22 May 2008

Keeping on Track?!?!


As part of a pres-entation on the eremitic vocation yesterday for the WINGS group at St Raymond Parish in Dublin, CA, I answered questions on my life and the life of the hermit generally. One question was particularly good because it asked how I "stayed on track" or "how do you know you are staying on track"? That is, the questioner explained, how is it you keep from being distracted by having to go out of the hermitage on errands, or because of participation in the life of the parish, etc? I thought the question was good not only because it applies particularly well to an urban hermit, but to anyone who must travel out to shop, or go to doctor's appointments, not to mention carpooling, kids' soccer matches, piano lessons, and the like, and finds the whole experience difficult, overly frenetic, or distracting and even anxiety producing.

Behind the question was an assumption, I think, that what is inside the hermitage is good and of God: a life of silence, solitude, prayer and penance, and that what is outside the hermitage can only detract or distract from life within it. It is the assumption which draws a line in the sand between sacred and profane and locates the hermitage on one side, and the "world" on the other. To a certain extent one can say this is true of the hermitage itself (that is, what is inside is good and of God), but what one cannot say is that what is outside the hermitage will necessarily detract or distract from life within it. (I make this statement with caveats which I will spell out below; I do not mean one can leave the hermitage at any time without jeopardy to one's own solitude!) So, back to the question itself, "how does one keep on track (or know that one is doing so)?"

The first part of the answer is that when I return to the hermitage I am able to settle back into the silence and solitude of the place without difficulty, and that I am careful to do so immediately. If this proves difficult then I need to do some work on whatever has distracted me, and I certainly need to reevaluate the wisdom of the errands or event involved. Related to this of course is the caveat that the errands or events attended are necessary and relatively infrequent. If they are completely optional (and some are), then I need to be very clear why I am making the choice I am, and how it is it benefits my life of silence and solitude: is it a prayerful choice rooted in love of God, self, and others, or is it simply self-indulgent and contrary to my own privileged path of loving others?

The second part of the answer has to do with the cultivation of an inner solitude which one must do whether in the hermitage or out. The times I have found myself "distracted" and returning and settling at home somewhat problematical tend to be the times I left the hermitage ALREADY DISTRACTED and thinking, "I wish I didn't have to do this or that," or, "I bet it will be noisy (or overly secular, or whatever prejudicial or divisive label comes to mind)! The simple fact is, if I fail to be fully present to the situation at hand, and instead am wishing I was back in the hermitage, it is not the fault of the situation --- or at least not usually. It is my own failure in attitude and heart that is to blame!
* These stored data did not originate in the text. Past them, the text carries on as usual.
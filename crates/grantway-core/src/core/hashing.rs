// crates/grantway-core/src/core/hashing.rs
// ============================================================================
// Module: Grantway Hashing
// Description: Canonical content hashing for policy fingerprints.
// Purpose: Bind appeals to the exact policy document version they were evaluated against.
// Dependencies: serde, serde_jcs, sha2
// ============================================================================

//! ## Overview
//! Policy documents are fingerprinted by serializing them to JCS canonical
//! JSON and hashing the resulting bytes. Fingerprints are stable across map
//! key order and formatting so a (policy id, version) pair can be verified
//! unchanged after the fact.

// ============================================================================
// SECTION: Imports
// ============================================================================

use std::fmt;
use std::fmt::Write as _;

use serde::Deserialize;
use serde::Serialize;
use sha2::Digest;
use sha2::Sha256;
use thiserror::Error;

// ============================================================================
// SECTION: Hash Algorithm
// ============================================================================

/// Hash algorithm used for content digests.
///
/// # Invariants
/// - Variants are stable for serialization and fingerprint comparison.
#[derive(Debug, Clone, Copy, PartialEq, Eq, Hash, Serialize, Deserialize)]
pub enum HashAlgorithm {
    /// SHA-256.
    #[serde(rename = "sha-256")]
    Sha256,
}

/// Default hash algorithm for policy fingerprints.
pub const DEFAULT_HASH_ALGORITHM: HashAlgorithm = HashAlgorithm::Sha256;

impl HashAlgorithm {
    /// Returns the stable wire label for the algorithm.
    #[must_use]
    pub const fn as_str(self) -> &'static str {
        match self {
            Self::Sha256 => "sha-256",
        }
    }
}

impl fmt::Display for HashAlgorithm {
    fn fmt(&self, f: &mut fmt::Formatter<'_>) -> fmt::Result {
        f.write_str(self.as_str())
    }
}

// ============================================================================
// SECTION: Hash Digest
// ============================================================================

/// Content digest with its producing algorithm.
///
/// # Invariants
/// - `hex` is the lowercase hex encoding of the digest bytes.
#[derive(Debug, Clone, PartialEq, Eq, Hash, Serialize, Deserialize)]
pub struct HashDigest {
    /// Algorithm that produced the digest.
    pub algorithm: HashAlgorithm,
    /// Lowercase hex encoding of the digest bytes.
    pub hex: String,
}

impl fmt::Display for HashDigest {
    fn fmt(&self, f: &mut fmt::Formatter<'_>) -> fmt::Result {
        write!(f, "{}:{}", self.algorithm, self.hex)
    }
}

// ============================================================================
// SECTION: Hash Errors
// ============================================================================

/// Errors raised while producing canonical hashes.
///
/// # Invariants
/// - Variants are stable for programmatic handling.
#[derive(Debug, Error)]
pub enum HashError {
    /// Canonical serialization failed.
    #[error("canonicalizing value for hashing: {0}")]
    Canonicalize(String),
}

// ============================================================================
// SECTION: Hash Functions
// ============================================================================

/// Hashes raw bytes with the given algorithm.
#[must_use]
pub fn hash_bytes(algorithm: HashAlgorithm, bytes: &[u8]) -> HashDigest {
    match algorithm {
        HashAlgorithm::Sha256 => {
            let digest = Sha256::digest(bytes);
            HashDigest {
                algorithm,
                hex: to_hex(&digest),
            }
        }
    }
}

/// Hashes a serializable value via JCS canonical JSON.
///
/// # Errors
///
/// Returns [`HashError`] when the value cannot be canonically serialized.
pub fn hash_canonical_value<T: Serialize>(
    algorithm: HashAlgorithm,
    value: &T,
) -> Result<HashDigest, HashError> {
    let canonical =
        serde_jcs::to_string(value).map_err(|err| HashError::Canonicalize(err.to_string()))?;
    Ok(hash_bytes(algorithm, canonical.as_bytes()))
}

/// Encodes bytes as lowercase hex.
fn to_hex(bytes: &[u8]) -> String {
    let mut out = String::with_capacity(bytes.len() * 2);
    for byte in bytes {
        // Infallible for String targets.
        let _ = write!(out, "{byte:02x}");
    }
    out
}
//! AWS SDK and HTTP implementations of the adapter traits.
//!
//! The SDK is async while handlers are not, so every call is driven to
//! completion with [`block_on`]. This needs the multi-threaded tokio runtime.

use std::future::Future;

pub mod http;
pub mod logs;
pub mod s3;
pub mod ses;
pub mod ssm;

pub(crate) fn block_on<F: Future>(future: F) -> F::Output {
    tokio::task::block_in_place(|| tokio::runtime::Handle::current().block_on(future))
}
The rules of all contemplative (and in fact all Christian) living come into play here: be aware, be attentive, be loving, patient, and grateful. Look for God in this place (for there is no doubt he is here!). Listen to your own heart (both you and God reside there!), and be sure and take delight in whatever is at hand, the people, the noise (life!), the surroundings. ABOVE ALL BE PRESENT, and accept everything, as far as possible, as a gift of God for your own edification, challenge, nourishment, and inspiration. I have found that when I manage to do this, distraction from solitude and silence is minimized, and my life in the hermitage is enriched. It is more as if the boundaries of the hermitage have been enlarged because, in fact, the boundaries of my own heart have been.

Now, sometimes returning to the hermitage is difficult in the sense that I am not quiet within, not feeling either patient or grateful --- not to mention feeling frustrated, angry, disappointed, or resentful! At those times I have work to do in cell! That may mean writing, certain forms of personal analysis and introspection, a close look at my own failures and attitudes, etc. It will surely involve prayer. If adjustments need to be made they will be; this is true whether those adjustments are internal or external. Perhaps I will need to ask someone else to run some of my errands some of the time; perhaps I just need to reschedule them, or even omit them altogether. But perhaps I am simply failing to love adequately, or to be sufficiently present to the situation at hand! Both inner and outer worlds must be attended to, and in all things God truly sought!

When I think about how it is I "know" I am staying on track, I have to say that at those times I am able to be present, quiet, peace-filled, and comfortable wherever I am (meaning comfortable with myself and that I am in this place where God wills me to be even if it is a personally "challenging" or "dysphoric" experience). The transition between hermitage and world outside it becomes relatively seamless when I am on track eventhough the difference is also palpable. The hermitage is not the place where the world outside is "shut out" precisely, but instead the place where it is carried within to be especially celebrated and loved from a new perspective. Still, the hermitage is my desert place, and as such --- like all desert spaces -- it does distance me from a good deal. I am always happy to get back to it, sometimes with relief, but as much to celebrate with special intimacy what the time outside was like, and to express gratitude for all that is of and from God! I suspect every person's home is meant to function like this. I pray they really can!